BEGIN Supplied material
// SPDX-FileCopyrightText: 2026 Bruno Meilick
// SPDX-License-Identifier: LicenseRef-Triton-FreeUse-NoCopy-NoDerivatives
//
// All rights reserved.
//
// This file is part of Triton and is proprietary software.
// Unauthorized copying, modification, or distribution is prohibited.

//! Terminal UI.
//!
//! The interactive shell (ratatui + crossterm) over a [`Session`]: canvas
//! pane, stacks sidebar, toolbox/search/note overlays and a status toast.

use std::error::Error;
use std::io;
use std::time::{Duration, Instant};

use crossterm::{
    event::{self, Event, KeyCode, KeyEvent, KeyEventKind, KeyModifiers},
    execute,
    style::Print,
    terminal::{disable_raw_mode, enable_raw_mode, EnterAlternateScreen, LeaveAlternateScreen},
};
use ratatui::{
    backend::CrosstermBackend,
    layout::{Constraint, Direction as LayoutDirection, Layout, Rect},
    style::{Color, Modifier, Style},
    text::{Line, Span},
    widgets::{Block as UiBlock, Borders, List, ListItem, Paragraph, Wrap},
    Frame, Terminal,
};

use crate::model::fixtures::three_stacks;
use crate::model::{builtin_catalog, BlockId};
use crate::query::{ranked_templates, Direction};
use crate::render::render_workspace;
use crate::session::{Mode, Session, ToolboxCursor};

mod hints;

const EVENT_POLL_INTERVAL: Duration = Duration::from_millis(250);
const SELECTED_COLOR: Color = Color::LightGreen;
const HEADER_COLOR: Color = Color::Cyan;
const TOAST_COLOR: Color = Color::Yellow;

/// Runs the interactive terminal UI over a built-in demo workspace.
pub fn run() -> Result<(), Box<dyn Error>> {
    run_with_session(demo_session())
}

/// Runs the interactive terminal UI over the given session.
pub fn run_with_session(session: Session) -> Result<(), Box<dyn Error>> {
    let mut terminal = TerminalSession::new()?;
    let mut app = App::new(session);

    while !app.should_quit {
        app.session.poll();
        terminal.draw(|frame| draw(frame, &app))?;

        if event::poll(poll_timeout(&app))? {
            match event::read()? {
                Event::Key(key) if key.kind == KeyEventKind::Press => app.handle_key(key),
                _ => {}
            }
        }
    }

    Ok(())
}

/// A small demo workspace: three labeled stacks plus a condition to nest.
pub fn demo_session() -> Session {
    let mut workspace = three_stacks();
    let catalog = builtin_catalog();

    let cond = BlockId::new("demo-if").unwrap_or_else(|_| unreachable!("static id"));
    if let Some(template) = catalog.template("controls_if") {
        let _ = workspace.create_from_template(
            cond.clone(),
            template,
            crate::model::WorkspacePoint::new(650, 60),
        );
    }
    if let Some(template) = catalog.template("logic_boolean") {
        let flag = BlockId::new("demo-flag").unwrap_or_else(|_| unreachable!("static id"));
        let _ = workspace.create_from_template(
            flag.clone(),
            template,
            crate::model::WorkspacePoint::new(650, 300),
        );
        let _ = workspace.attach_input(&cond, "IF0", &flag);
    }
    workspace.take_events();

    Session::new(workspace, catalog)
}

/// How long the event loop may sleep without missing a relabel deadline.
fn poll_timeout(app: &App) -> Duration {
    let now = Instant::now();
    match app.session.relabel_due_at() {
        Some(due) => due.saturating_duration_since(now).min(EVENT_POLL_INTERVAL),
        None => EVENT_POLL_INTERVAL,
    }
}

struct App {
    session: Session,
    should_quit: bool,
}

impl App {
    fn new(session: Session) -> Self {
        Self {
            session,
            should_quit: false,
        }
    }

    fn handle_key(&mut self, key: KeyEvent) {
        match self.session.mode().clone() {
            Mode::Workspace => self.handle_workspace_key(key),
            Mode::Toolbox(_) => self.handle_toolbox_key(key),
            Mode::ConnectSource => self.handle_connect_source_key(key),
            Mode::ConnectTarget => self.handle_connect_target_key(key),
            Mode::NoteEdit(_) => self.handle_note_key(key),
            Mode::Search { .. } => self.handle_search_key(key),
        }
    }

    fn handle_workspace_key(&mut self, key: KeyEvent) {
        match key.code {
            KeyCode::Char('q') => self.should_quit = true,
            KeyCode::Char(c @ '1'..='9') => {
                let index = c.to_digit(10).unwrap_or(0) as usize;
                self.session.select_index(index);
            }
            KeyCode::Left => self.session.navigate(Direction::Left),
            KeyCode::Right => self.session.navigate(Direction::Right),
            KeyCode::Up => self.session.navigate(Direction::Up),
            KeyCode::Down => self.session.navigate(Direction::Down),
            KeyCode::Delete | KeyCode::Backspace => self.session.delete_selection(),
            KeyCode::Char('t') => self.session.open_toolbox(),
            KeyCode::Char('c') => self.session.begin_connection(),
            KeyCode::Char('n') => self.session.open_note_editor(),
            KeyCode::Char('/') => self.session.open_search(),
            KeyCode::Char('y') => self.yank_labels(),
            KeyCode::Esc => self.session.clear_selection(),
            _ => {}
        }
    }

    fn handle_toolbox_key(&mut self, key: KeyEvent) {
        match key.code {
            KeyCode::Up => self.session.toolbox_move(-1),
            KeyCode::Down => self.session.toolbox_move(1),
            KeyCode::Right => self.session.toolbox_descend(),
            KeyCode::Left | KeyCode::Esc => self.session.toolbox_ascend(),
            KeyCode::Enter => self.session.toolbox_confirm(),
            KeyCode::Backspace => self.session.toolbox_backspace(),
            KeyCode::Char(c) if !key.modifiers.contains(KeyModifiers::CONTROL) => {
                self.session.toolbox_input_char(c);
            }
            _ => {}
        }
    }

    fn handle_connect_source_key(&mut self, key: KeyEvent) {
        match key.code {
            KeyCode::Tab => self.session.cycle_connection(),
            KeyCode::Enter => self.session.confirm_connection(),
            KeyCode::Esc => self.session.cancel_connection(),
            _ => {}
        }
    }

    fn handle_connect_target_key(&mut self, key: KeyEvent) {
        match key.code {
            KeyCode::Char(c @ '1'..='9') => {
                let index = c.to_digit(10).unwrap_or(0) as usize;
                self.session.select_index(index);
            }
            KeyCode::Left => self.session.navigate(Direction::Left),
            KeyCode::Right => self.session.navigate(Direction::Right),
            KeyCode::Up => self.session.navigate(Direction::Up),
            KeyCode::Down => self.session.navigate(Direction::Down),
            KeyCode::Esc => self.session.cancel_connection(),
            _ => {}
        }
    }

    fn handle_note_key(&mut self, key: KeyEvent) {
        match key.code {
            KeyCode::Enter => self.session.save_note(),
            KeyCode::Esc => self.session.cancel_note(),
            KeyCode::Backspace => self.session.note_backspace(),
            KeyCode::Up => self.session.note_suggestion_move(-1),
            KeyCode::Down => self.session.note_suggestion_move(1),
            KeyCode::Tab => self.session.note_accept_suggestion(),
            KeyCode::Char(c) => self.session.note_input_char(c),
            _ => {}
        }
    }

    fn handle_search_key(&mut self, key: KeyEvent) {
        match key.code {
            KeyCode::Enter => self.session.submit_search(),
            KeyCode::Esc => self.session.cancel_search(),
            KeyCode::Backspace => self.session.search_backspace(),
            KeyCode::Char(c) => self.session.search_input_char(c),
            _ => {}
        }
    }

    fn yank_labels(&mut self) {
        let snapshot = self.session.label_snapshot();
        match serde_json::to_string_pretty(&snapshot) {
            Ok(json) => match copy_to_clipboard(&json) {
                Ok(_) => self.set_session_status("Labels copied to clipboard (osc52)."),
                Err(err) => self.set_session_status(format!("Clipboard copy failed: {err}")),
            },
            Err(err) => self.set_session_status(format!("Label export failed: {err}")),
        }
    }

    fn set_session_status(&mut self, message: impl Into<String>) {
        // Session owns the toast channel; route shell-level outcomes
        // through the same surface.
        self.session.note_shell_status(message.into());
    }
}

fn draw(frame: &mut Frame<'_>, app: &App) {
    let rows = Layout::default()
        .direction(LayoutDirection::Vertical)
        .constraints([
            Constraint::Min(5),
            Constraint::Length(1),
            Constraint::Length(1),
        ])
        .split(frame.size());

    let columns = Layout::default()
        .direction(LayoutDirection::Horizontal)
        .constraints([Constraint::Min(30), Constraint::Length(34)])
        .split(rows[0]);

    draw_canvas(frame, app, columns[0]);
    draw_sidebar(frame, app, columns[1]);
    draw_input_line(frame, app, rows[1]);
    draw_footer(frame, app, rows[2]);
}

fn draw_canvas(frame: &mut Frame<'_>, app: &App, area: Rect) {
    let lines = render_workspace(
        app.session.workspace(),
        app.session.store(),
        app.session.selected(),
    );
    let text: Vec<Line<'_>> = lines.into_iter().map(Line::from).collect();
    let canvas = Paragraph::new(text)
        .block(
            UiBlock::default()
                .borders(Borders::ALL)
                .title(" Workspace "),
        )
        .wrap(Wrap { trim: false });
    frame.render_widget(canvas, area);
}

fn draw_sidebar(frame: &mut Frame<'_>, app: &App, area: Rect) {
    match app.session.toolbox_cursor() {
        Some(cursor) => draw_toolbox(frame, app, area, cursor),
        None => draw_stacks(frame, app, area),
    }
}

fn draw_stacks(frame: &mut Frame<'_>, app: &App, area: Rect) {
    let session = &app.session;
    let mut entries: Vec<(&crate::label::StackName, &BlockId)> = session
        .store()
        .stack_names()
        .iter()
        .map(|(block_id, name)| (name, block_id))
        .collect();
    entries.sort_by(|(a, _), (b, _)| a.cmp(b));

    let mut items: Vec<ListItem<'_>> = Vec::new();
    for (name, root) in entries {
        let count = session.store().stack_count(root).unwrap_or(0);
        let plural = if count == 1 { "block" } else { "blocks" };
        items.push(ListItem::new(Line::from(Span::styled(
            format!("{name} · {count} {plural}"),
            Style::default()
                .fg(HEADER_COLOR)
                .add_modifier(Modifier::BOLD),
        ))));
        for member in session.workspace().chain_from(root) {
            let Some(block) = session.workspace().block(&member) else {
                continue;
            };
            let label = session
                .display_label(&member)
                .unwrap_or_else(|| member.to_string());
            let style = if session.selected() == Some(&member) {
                Style::default().fg(SELECTED_COLOR)
            } else {
                Style::default()
            };
            items.push(ListItem::new(Line::from(Span::styled(
                format!("  {label} {}", block.kind()),
                style,
            ))));
        }
    }

    let list = List::new(items).block(
        UiBlock::default()
            .borders(Borders::ALL)
            .title(" Stacks "),
    );
    frame.render_widget(list, area);
}

fn draw_toolbox(frame: &mut Frame<'_>, app: &App, area: Rect, cursor: &ToolboxCursor) {
    let session = &app.session;
    let mut items: Vec<ListItem<'_>> = Vec::new();
    let highlight = Style::default()
        .fg(SELECTED_COLOR)
        .add_modifier(Modifier::BOLD);

    match cursor {
        ToolboxCursor::Categories { index } => {
            for (i, category) in session.catalog().categories().iter().enumerate() {
                let style = if i == *index { highlight } else { Style::default() };
                items.push(ListItem::new(Span::styled(category.name().to_owned(), style)));
            }
        }
        ToolboxCursor::Blocks { category, index } => {
            if let Some(category) = session.catalog().category(*category) {
                for (i, template) in category.templates().iter().enumerate() {
                    let style = if i == *index { highlight } else { Style::default() };
                    items.push(ListItem::new(Span::styled(template.label().to_owned(), style)));
                }
            }
        }
        ToolboxCursor::SearchResults { query, index } => {
            for (i, template) in ranked_templates(session.catalog(), query).iter().enumerate() {
                let style = if i == *index { highlight } else { Style::default() };
                items.push(ListItem::new(Span::styled(template.label().to_owned(), style)));
            }
        }
    }

    let title = match cursor {
        ToolboxCursor::SearchResults { query, .. } => format!(" Toolbox /{query} "),
        _ => " Toolbox ".to_owned(),
    };
    let list = List::new(items).block(UiBlock::default().borders(Borders::ALL).title(title));
    frame.render_widget(list, area);
}

fn draw_input_line(frame: &mut Frame<'_>, app: &App, area: Rect) {
    let session = &app.session;
    let line = if let Some(draft) = session.note_draft() {
        let suggestions = session.tag_suggestions();
        let mut text = format!("Note: {}", draft.buffer);
        if !suggestions.is_empty() {
            let chosen = suggestions
                .get(draft.suggestion_index)
                .cloned()
                .unwrap_or_default();
            text.push_str(&format!("  [tab: #{chosen}]"));
        }
        Some(text)
    } else {
        session.search_buffer().map(|buffer| format!("Search: {buffer}"))
    };

    if let Some(line) = line {
        frame.render_widget(Paragraph::new(line), area);
    } else if let Some(status) = session.status_line(Instant::now()) {
        frame.render_widget(
            Paragraph::new(Span::styled(
                status.to_owned(),
                Style::default().fg(TOAST_COLOR),
            )),
            area,
        );
    }
}

fn draw_footer(frame: &mut Frame<'_>, app: &App, area: Rect) {
    let help = hints::footer_help_line(app.session.mode());
    frame.render_widget(
        Paragraph::new(Span::styled(help, Style::default().fg(Color::Gray))),
        area,
    );
}

struct TerminalSession {
    terminal: Terminal<CrosstermBackend<io::Stdout>>,
}

impl TerminalSession {
    fn new() -> Result<Self, Box<dyn Error>> {
        enable_raw_mode()?;

        let mut stdout = io::stdout();
        execute!(stdout, EnterAlternateScreen).map_err(|err| {
            teardown_terminal();
            err
        })?;

        let backend = CrosstermBackend::new(stdout);
        let mut terminal = Terminal::new(backend).map_err(|err| {
            teardown_terminal();
            err
        })?;
        terminal.clear().map_err(|err| {
            teardown_terminal();
            err
        })?;

        Ok(Self { terminal })
    }

    fn draw(&mut self, draw_fn: impl FnOnce(&mut Frame<'_>)) -> io::Result<()> {
        self.terminal.draw(draw_fn)?;
        Ok(())
    }
}

impl Drop for TerminalSession {
    fn drop(&mut self) {
        teardown_terminal();
    }
}

fn teardown_terminal() {
    let _ = disable_raw_mode();
    let mut stdout = io::stdout();
    let _ = execute!(stdout, LeaveAlternateScreen);
}

fn copy_to_clipboard(text: &str) -> Result<&'static str, String> {
    let mut stdout = io::stdout();
    execute!(stdout, Print(osc52_sequence(text))).map_err(|err| err.to_string())?;
    Ok("osc52")
}

fn osc52_sequence(text: &str) -> String {
    use base64::engine::general_purpose::STANDARD;
    use base64::Engine as _;

    let encoded = STANDARD.encode(text.as_bytes());
    format!("\x1b]52;c;{encoded}\x1b\\")
}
END Supplied material
Exercise aim: Every line holding the word "help" should be copied out of the records above.

Answer to this task:
    let help = hints::footer_help_line(app.session.mode());
        Paragraph::new(Span::styled(help, Style::default().fg(Color::Gray))),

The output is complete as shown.